## Task requirements
Could you repeat all of the entries below, character for character?

## Material shown
-- Opening Marker --

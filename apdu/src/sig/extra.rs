// Copyright (c) 2023 The Bytecoin Developers

//! Chunked data APDUs, for transaction extra and step A ring data

use encdec::{Decode, Encode};

use crate::{helpers::blob, ApduError, ApduStatic, Instruction, BCN_APDU_CLA};

/// Add a chunk of transaction extra
///
/// ## Encoding:
/// ```text
///  0                   1                   2                   3
///  0 1 2 3 4 5 6 7 8 9 0 1 2 3 4 5 6 7 8 9 0 1 2 3 4 5 6 7 8 9 0 1
/// +-+-+-+-+-+-+-+-+-+-+-+-+-+-+-+-+-+-+-+-+-+-+-+-+-+-+-+-+-+-+-+-+
/// |   CHUNK_LEN   |                                               |
/// +-+-+-+-+-+-+-+-+                                               +
/// /                        CHUNK[CHUNK_LEN]                       /
/// +-+-+-+-+-+-+-+-+-+-+-+-+-+-+-+-+-+-+-+-+-+-+-+-+-+-+-+-+-+-+-+-+
/// ```
#[derive(Clone, PartialEq, Debug)]
pub struct SigAddExtra<'a> {
    pub data: &'a [u8],
}

impl<'a> SigAddExtra<'a> {
    pub fn new(data: &'a [u8]) -> Self {
        Self { data }
    }
}

impl<'a> ApduStatic for SigAddExtra<'a> {
    const CLA: u8 = BCN_APDU_CLA;
    const INS: u8 = Instruction::SigAddExtra as u8;
}

impl<'a> Encode for SigAddExtra<'a> {
    type Error = ApduError;

    fn encode_len(&self) -> Result<usize, ApduError> {
        Ok(blob::enc_len(self.data))
    }

    fn encode(&self, buff: &mut [u8]) -> Result<usize, ApduError> {
        blob::enc(self.data, buff)
    }
}

impl<'a> Decode<'a> for SigAddExtra<'a> {
    type Output = Self;
    type Error = ApduError;

    fn decode(buff: &'a [u8]) -> Result<(Self, usize), ApduError> {
        let (data, n) = blob::dec(buff)?;
        Ok((Self { data }, n))
    }
}

/// Add ring member data to the current step A commitment,
/// encoded as for [SigAddExtra].
#[derive(Clone, PartialEq, Debug)]
pub struct SigStepAMoreData<'a> {
    pub data: &'a [u8],
}

impl<'a> SigStepAMoreData<'a> {
    pub fn new(data: &'a [u8]) -> Self {
        Self { data }
    }
}

impl<'a> ApduStatic for SigStepAMoreData<'a> {
    const CLA: u8 = BCN_APDU_CLA;
    const INS: u8 = Instruction::SigStepAMoreData as u8;
}

impl<'a> Encode for SigStepAMoreData<'a> {
    type Error = ApduError;

    fn encode_len(&self) -> Result<usize, ApduError> {
        Ok(blob::enc_len(self.data))
    }

    fn encode(&self, buff: &mut [u8]) -> Result<usize, ApduError> {
        blob::enc(self.data, buff)
    }
}

impl<'a> Decode<'a> for SigStepAMoreData<'a> {
    type Output = Self;
    type Error = ApduError;

    fn decode(buff: &'a [u8]) -> Result<(Self, usize), ApduError> {
        let (data, n) = blob::dec(buff)?;
        Ok((Self { data }, n))
    }
}

#[cfg(test)]
mod test {
    use super::*;
    use crate::{test::encode_decode_apdu, MAX_DATA_LEN};

    #[test]
    fn encode_decode_chunks() {
        let data = [0xa5u8; MAX_DATA_LEN];
        let mut buff = [0u8; 256];

        let n = encode_decode_apdu(&mut buff, &SigAddExtra::new(&data));
        assert_eq!(n, 1 + MAX_DATA_LEN);

        let n = encode_decode_apdu(&mut buff, &SigStepAMoreData::new(&data[..64]));
        assert_eq!(n, 65);
        assert_eq!(buff[0], 64);
    }

    #[test]
    fn reject_oversized_chunk() {
        let data = [0u8; MAX_DATA_LEN + 1];
        let mut buff = [0u8; 256];

        assert_eq!(
            SigAddExtra::new(&data).encode(&mut buff),
            Err(ApduError::InvalidLength)
        );

        buff[0] = (MAX_DATA_LEN + 1) as u8;
        assert_eq!(
            SigAddExtra::decode(&buff).err(),
            Some(ApduError::InvalidLength)
        );
    }
}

-- Closing Marker --

## Output for this exercise
filename apdu/src/sig/extra.rs
// Copyright (c) 2023 The Bytecoin Developers

//! Chunked data APDUs, for transaction extra and step A ring data

use encdec::{Decode, Encode};

use crate::{helpers::blob, ApduError, ApduStatic, Instruction, BCN_APDU_CLA};

/// Add a chunk of transaction extra
///
/// ## Encoding:
/// ```text
///  0                   1                   2                   3
///  0 1 2 3 4 5 6 7 8 9 0 1 2 3 4 5 6 7 8 9 0 1 2 3 4 5 6 7 8 9 0 1
/// +-+-+-+-+-+-+-+-+-+-+-+-+-+-+-+-+-+-+-+-+-+-+-+-+-+-+-+-+-+-+-+-+
/// |   CHUNK_LEN   |                                               |
/// +-+-+-+-+-+-+-+-+                                               +
/// /                        CHUNK[CHUNK_LEN]                       /
/// +-+-+-+-+-+-+-+-+-+-+-+-+-+-+-+-+-+-+-+-+-+-+-+-+-+-+-+-+-+-+-+-+
/// ```
#[derive(Clone, PartialEq, Debug)]
pub struct SigAddExtra<'a> {
    pub data: &'a [u8],
}

impl<'a> SigAddExtra<'a> {
    pub fn new(data: &'a [u8]) -> Self {
        Self { data }
    }
}

impl<'a> ApduStatic for SigAddExtra<'a> {
    const CLA: u8 = BCN_APDU_CLA;
    const INS: u8 = Instruction::SigAddExtra as u8;
}

impl<'a> Encode for SigAddExtra<'a> {
    type Error = ApduError;

    fn encode_len(&self) -> Result<usize, ApduError> {
        Ok(blob::enc_len(self.data))
    }

    fn encode(&self, buff: &mut [u8]) -> Result<usize, ApduError> {
        blob::enc(self.data, buff)
    }
}

impl<'a> Decode<'a> for SigAddExtra<'a> {
    type Output = Self;
    type Error = ApduError;

    fn decode(buff: &'a [u8]) -> Result<(Self, usize), ApduError> {
        let (data, n) = blob::dec(buff)?;
        Ok((Self { data }, n))
    }
}

/// Add ring member data to the current step A commitment,
/// encoded as for [SigAddExtra].
#[derive(Clone, PartialEq, Debug)]
pub struct SigStepAMoreData<'a> {
    pub data: &'a [u8],
}

impl<'a> SigStepAMoreData<'a> {
    pub fn new(data: &'a [u8]) -> Self {
        Self { data }
    }
}

impl<'a> ApduStatic for SigStepAMoreData<'a> {
    const CLA: u8 = BCN_APDU_CLA;
    const INS: u8 = Instruction::SigStepAMoreData as u8;
}

impl<'a> Encode for SigStepAMoreData<'a> {
    type Error = ApduError;

    fn encode_len(&self) -> Result<usize, ApduError> {
        Ok(blob::enc_len(self.data))
    }

    fn encode(&self, buff: &mut [u8]) -> Result<usize, ApduError> {
        blob::enc(self.data, buff)
    }
}

impl<'a> Decode<'a> for SigStepAMoreData<'a> {
    type Output = Self;
    type Error = ApduError;

    fn decode(buff: &'a [u8]) -> Result<(Self, usize), ApduError> {
        let (data, n) = blob::dec(buff)?;
        Ok((Self { data }, n))
    }
}

#[cfg(test)]
mod test {
    use super::*;
    use crate::{test::encode_decode_apdu, MAX_DATA_LEN};

    #[test]
    fn encode_decode_chunks() {
        let data = [0xa5u8; MAX_DATA_LEN];
        let mut buff = [0u8; 256];

        let n = encode_decode_apdu(&mut buff, &SigAddExtra::new(&data));
        assert_eq!(n, 1 + MAX_DATA_LEN);

        let n = encode_decode_apdu(&mut buff, &SigStepAMoreData::new(&data[..64]));
        assert_eq!(n, 65);
        assert_eq!(buff[0], 64);
    }

    #[test]
    fn reject_oversized_chunk() {
        let data = [0u8; MAX_DATA_LEN + 1];
        let mut buff = [0u8; 256];

        assert_eq!(
            SigAddExtra::new(&data).encode(&mut buff),
            Err(ApduError::InvalidLength)
        );

        buff[0] = (MAX_DATA_LEN + 1) as u8;
        assert_eq!(
            SigAddExtra::decode(&buff).err(),
            Some(ApduError::InvalidLength)
        );
    }
}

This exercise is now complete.